I would call her the girl in white, if it wouldn’t sound so cheesy. First sighting was when I was little, too little to remember, so it must have been really early. I remember mostly a sensation, some white dress, veil or whatever and a girl walking. So I’m not sure that this is a particular moment or a collective remembrance of several and I don’t recall feeling anything in particular about it. I guess children tend to take all things as they come and not question the nature of their reality. Or wouldn’t have a problem with things that are not real. I just guess, I’m not sure.
The next reliable memory of her is when I was 9 or 10. I was in the living room with my parents, watching some movie on the TV. I was, of course, bored with the movie and couldn’t follow it, so I entertained myself with what I liked to call my secret powers. If I concentrated hard enough, the shadows that the moving images on the screen made in the dark room started to take shape and I could command them to become anything just by willing them to. And so I had clouds, horses, some not very refined shape that looked like a dog. I liked the game, but couldn’t play it too much because at some point the shapes started to rebel and they would become scary. I was doing that and at some point she just crossed the room, in her usual white gown. She didn’t seem to pay me any attention, but I knew that I was the only one who could see her.
With further encounters, she started to make some kind of contact, if a slight glance or a fugitive smile could be called that. I saw her in many other occasions, at school during class, when I was out playing with friends, exams, football games, when I was out with girls, wherever and whenever, randomly, no pattern whatsoever and always wearing the white dress.
So, dear diary, now might be the time when you ask: and why does this bother you?

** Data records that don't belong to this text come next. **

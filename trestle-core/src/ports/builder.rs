// trestle-core/src/ports/builder.rs

// Translating the node set into scheduler tasks and wiring their dependency
// edges belongs to the host adapter behind this port.

use async_trait::async_trait;
use std::sync::Arc;

use crate::domain::config::{ExecutionMode, IndirectSelection, RenderConfig};
use crate::domain::nodes::NodeSet;
use crate::domain::target::{DagRef, TaskGroupRef};
use crate::domain::task_args::TaskArgs;
use crate::error::TrestleError;

/// Test outcome payload the builder reports through the warning callback.
/// Each index in `test_names` corresponds to the same index in `test_results`.
#[derive(Debug, Clone, PartialEq, Eq)]
pub struct TestWarning {
    pub test_names: Vec<String>,
    pub test_results: Vec<String>,
}

pub type WarningCallback = Arc<dyn Fn(&TestWarning) + Send + Sync>;

pub struct BuildRequest<'a> {
    pub nodes: &'a NodeSet,
    pub dag: &'a DagRef,
    pub task_group: Option<&'a TaskGroupRef>,
    pub execution_mode: ExecutionMode,
    pub task_args: &'a TaskArgs,
    pub test_indirect_selection: IndirectSelection,
    pub project_name: &'a str,
    pub on_warning: Option<WarningCallback>,
    pub render: &'a RenderConfig,
}

#[async_trait]
pub trait TaskGraphBuilder: Send + Sync {
    /// Side effect is populating the host DAG / task group; the converter
    /// consumes no return value. Failures propagate unchanged.
    async fn build(&self, request: &BuildRequest<'_>) -> Result<(), TrestleError>;
}
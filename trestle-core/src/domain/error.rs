// trestle-core/src/domain/error.rs

use std::path::PathBuf;

use miette::Diagnostic;
use thiserror::Error;

use crate::domain::config::ExecutionMode;

/// The single error kind of the configuration layer. Every failure here is a
/// build-time configuration mistake, never a transient condition.
#[derive(Error, Debug, Diagnostic)]
pub enum ConfigurationError {
    #[error("Either a dag or a task group must be provided")]
    #[diagnostic(
        code(trestle::config::missing_target),
        help("A task group implies its owning dag; pass at least one of the two.")
    )]
    MissingTarget,

    #[error("The profile configuration is mandatory when using the {mode} execution mode")]
    #[diagnostic(
        code(trestle::config::missing_profile),
        help("Only containerised modes (kubernetes, docker) carry their own credentials.")
    )]
    MissingProfile { mode: ExecutionMode },

    #[error(
        "ProjectConfig.project_dir is mutually exclusive with RenderConfig.project_dir and ExecutionConfig.project_dir"
    )]
    #[diagnostic(
        code(trestle::config::ambiguous_project_path),
        help(
            "When using the split render/execution paths, leave ProjectConfig.project_dir unset."
        )
    )]
    AmbiguousProjectPath,

    #[error("{canonical} and {deprecated} are mutually exclusive and only one can be used")]
    #[diagnostic(code(trestle::config::mutually_exclusive))]
    MutuallyExclusive {
        canonical: &'static str,
        deprecated: &'static str,
    },

    #[error("A project requires at least one of project_dir or manifest_path")]
    #[diagnostic(code(trestle::config::missing_project_source))]
    MissingProjectSource,

    #[error("A project name is required when only a manifest_path is provided")]
    #[diagnostic(
        code(trestle::config::unnamed_project),
        help("The name can only be derived from a project directory.")
    )]
    UnnamedProject,

    #[error("ExecutionConfig.project_dir is required to execute transform tasks in every mode")]
    #[diagnostic(code(trestle::config::unresolved_execution_path))]
    UnresolvedExecutionPath,

    #[error(
        "RenderConfig.project_dir is required to render the scheduler graph when no manifest is provided"
    )]
    #[diagnostic(
        code(trestle::config::missing_render_source),
        help("Set ProjectConfig.manifest_path or RenderConfig.project_dir.")
    )]
    MissingRenderSource,

    #[error("Cannot specify the same {label} in both select and exclude: {values:?}")]
    #[diagnostic(code(trestle::config::selector_conflict))]
    SelectorConflict { label: String, values: Vec<String> },

    #[error("Invalid profile configuration: {0}")]
    #[diagnostic(code(trestle::config::invalid_profile))]
    InvalidProfile(String),

    #[error("Profile '{profile}' is not declared in {path:?}")]
    #[diagnostic(code(trestle::config::profile_not_declared))]
    ProfileNotDeclared { profile: String, path: PathBuf },

    #[error("Target '{target}' is not declared for profile '{profile}'")]
    #[diagnostic(code(trestle::config::target_not_declared))]
    TargetNotDeclared { target: String, profile: String },
}
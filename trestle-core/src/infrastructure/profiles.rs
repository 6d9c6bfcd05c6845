// trestle-core/src/infrastructure/profiles.rs

use serde::Deserialize;
use std::collections::HashMap;
use std::fs;
use tracing::debug;

use crate::domain::config::ProfileConfig;
use crate::domain::error::ConfigurationError;
use crate::error::TrestleError;
use crate::infrastructure::error::InfrastructureError;

// Minimal view of a profiles file: each profile declares its targets under
// `outputs`. Everything else in the file is the executor's business.
#[derive(Debug, Deserialize)]
struct DeclaredProfile {
    #[serde(default)]
    outputs: HashMap<String, serde_yaml::Value>,
}

/// Checks that the profiles file configured on `profile` exists, parses as
/// YAML and declares the expected profile and target output. Invoked only
/// for execution modes that connect directly to a warehouse.
pub fn verify_declared_profile(profile: &ProfileConfig) -> Result<(), TrestleError> {
    // Mapped profiles carry their arguments in code; there is no file to check.
    let Some(path) = &profile.profiles_path else {
        return Ok(());
    };

    if !path.exists() {
        return Err(InfrastructureError::ProfilesFileMissing(path.clone()).into());
    }

    let content = fs::read_to_string(path).map_err(InfrastructureError::Io)?;
    let declared: HashMap<String, DeclaredProfile> =
        serde_yaml::from_str(&content).map_err(InfrastructureError::YamlError)?;

    let entry =
        declared
            .get(&profile.profile_name)
            .ok_or_else(|| ConfigurationError::ProfileNotDeclared {
                profile: profile.profile_name.clone(),
                path: path.clone(),
            })?;

    if !entry.outputs.contains_key(&profile.target_name) {
        return Err(ConfigurationError::TargetNotDeclared {
            target: profile.target_name.clone(),
            profile: profile.profile_name.clone(),
        }
        .into());
    }

    debug!(
        profile = %profile.profile_name,
        target = %profile.target_name,
        "Profiles file verified"
    );
    Ok(())
}

#[cfg(test)]
#[allow(clippy::unwrap_used)]
mod tests {
    use super::*;
    use std::io::Write;
    use std::path::PathBuf;

    const PROFILES_YML: &str = "\
warehouse:
  target: dev
  outputs:
    dev:
      type: postgres
      host: localhost
      schema: analytics
";

    fn file_profile(path: PathBuf) -> ProfileConfig {
        ProfileConfig {
            profile_name: "warehouse".to_string(),
            target_name: "dev".to_string(),
            profiles_path: Some(path),
            profile_mapping: None,
        }
    }

    fn write_profiles(dir: &tempfile::TempDir) -> PathBuf {
        let path = dir.path().join("profiles.yml");
        let mut file = fs::File::create(&path).unwrap();
        file.write_all(PROFILES_YML.as_bytes()).unwrap();
        path
    }

    #[test]
    fn test_declared_profile_and_target_pass() {
        let dir = tempfile::tempdir().unwrap();
        let profile = file_profile(write_profiles(&dir));
        assert!(verify_declared_profile(&profile).is_ok());
    }

    #[test]
    fn test_missing_file_is_an_infrastructure_error() {
        let profile = file_profile(PathBuf::from("/nonexistent/profiles.yml"));
        assert!(matches!(
            verify_declared_profile(&profile),
            Err(TrestleError::Infrastructure(
                InfrastructureError::ProfilesFileMissing(_)
            ))
        ));
    }

    #[test]
    fn test_undeclared_profile_is_rejected() {
        let dir = tempfile::tempdir().unwrap();
        let profile = ProfileConfig {
            profile_name: "lakehouse".to_string(),
            ..file_profile(write_profiles(&dir))
        };
        assert!(matches!(
            verify_declared_profile(&profile),
            Err(TrestleError::Config(
                ConfigurationError::ProfileNotDeclared { .. }
            ))
        ));
    }

    #[test]
    fn test_undeclared_target_is_rejected() {
        let dir = tempfile::tempdir().unwrap();
        let profile = ProfileConfig {
            target_name: "prod".to_string(),
            ..file_profile(write_profiles(&dir))
        };
        assert!(matches!(
            verify_declared_profile(&profile),
            Err(TrestleError::Config(
                ConfigurationError::TargetNotDeclared { .. }
            ))
        ));
    }

    #[test]
    fn test_mapped_profile_skips_the_file_check() {
        let profile = ProfileConfig {
            profile_name: "warehouse".to_string(),
            target_name: "dev".to_string(),
            profiles_path: None,
            profile_mapping: Some(Default::default()),
        };
        assert!(verify_declared_profile(&profile).is_ok());
    }
}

Actually, it doesn’t. You see, I grew so accustomed to it that this is my reality. I cannot remember a time when she was not part of my life and I never felt threatened or even wondered why I can see her. Never thought of a reason why and I’m tempted to say that there probably is none. I have no problem with it, but I went to this medical exam which also included a talk with a psychologist and she asked me a bunch of routine questions. I think they are routine questions. I was candid about all of them and answered as accurate as I could, but she must have sensed that there is something I’m holding back. So she told me to keep a diary and see if that helps me in any way.
This is what I am doing now, I’m keeping a diary. Well, it’s just the first day writing here and I thought to write about something that really no one else knows. I am supposed to write here daily, pour myself into these pages. I think that’s what keeping a diary means, but it seems quite boring to me.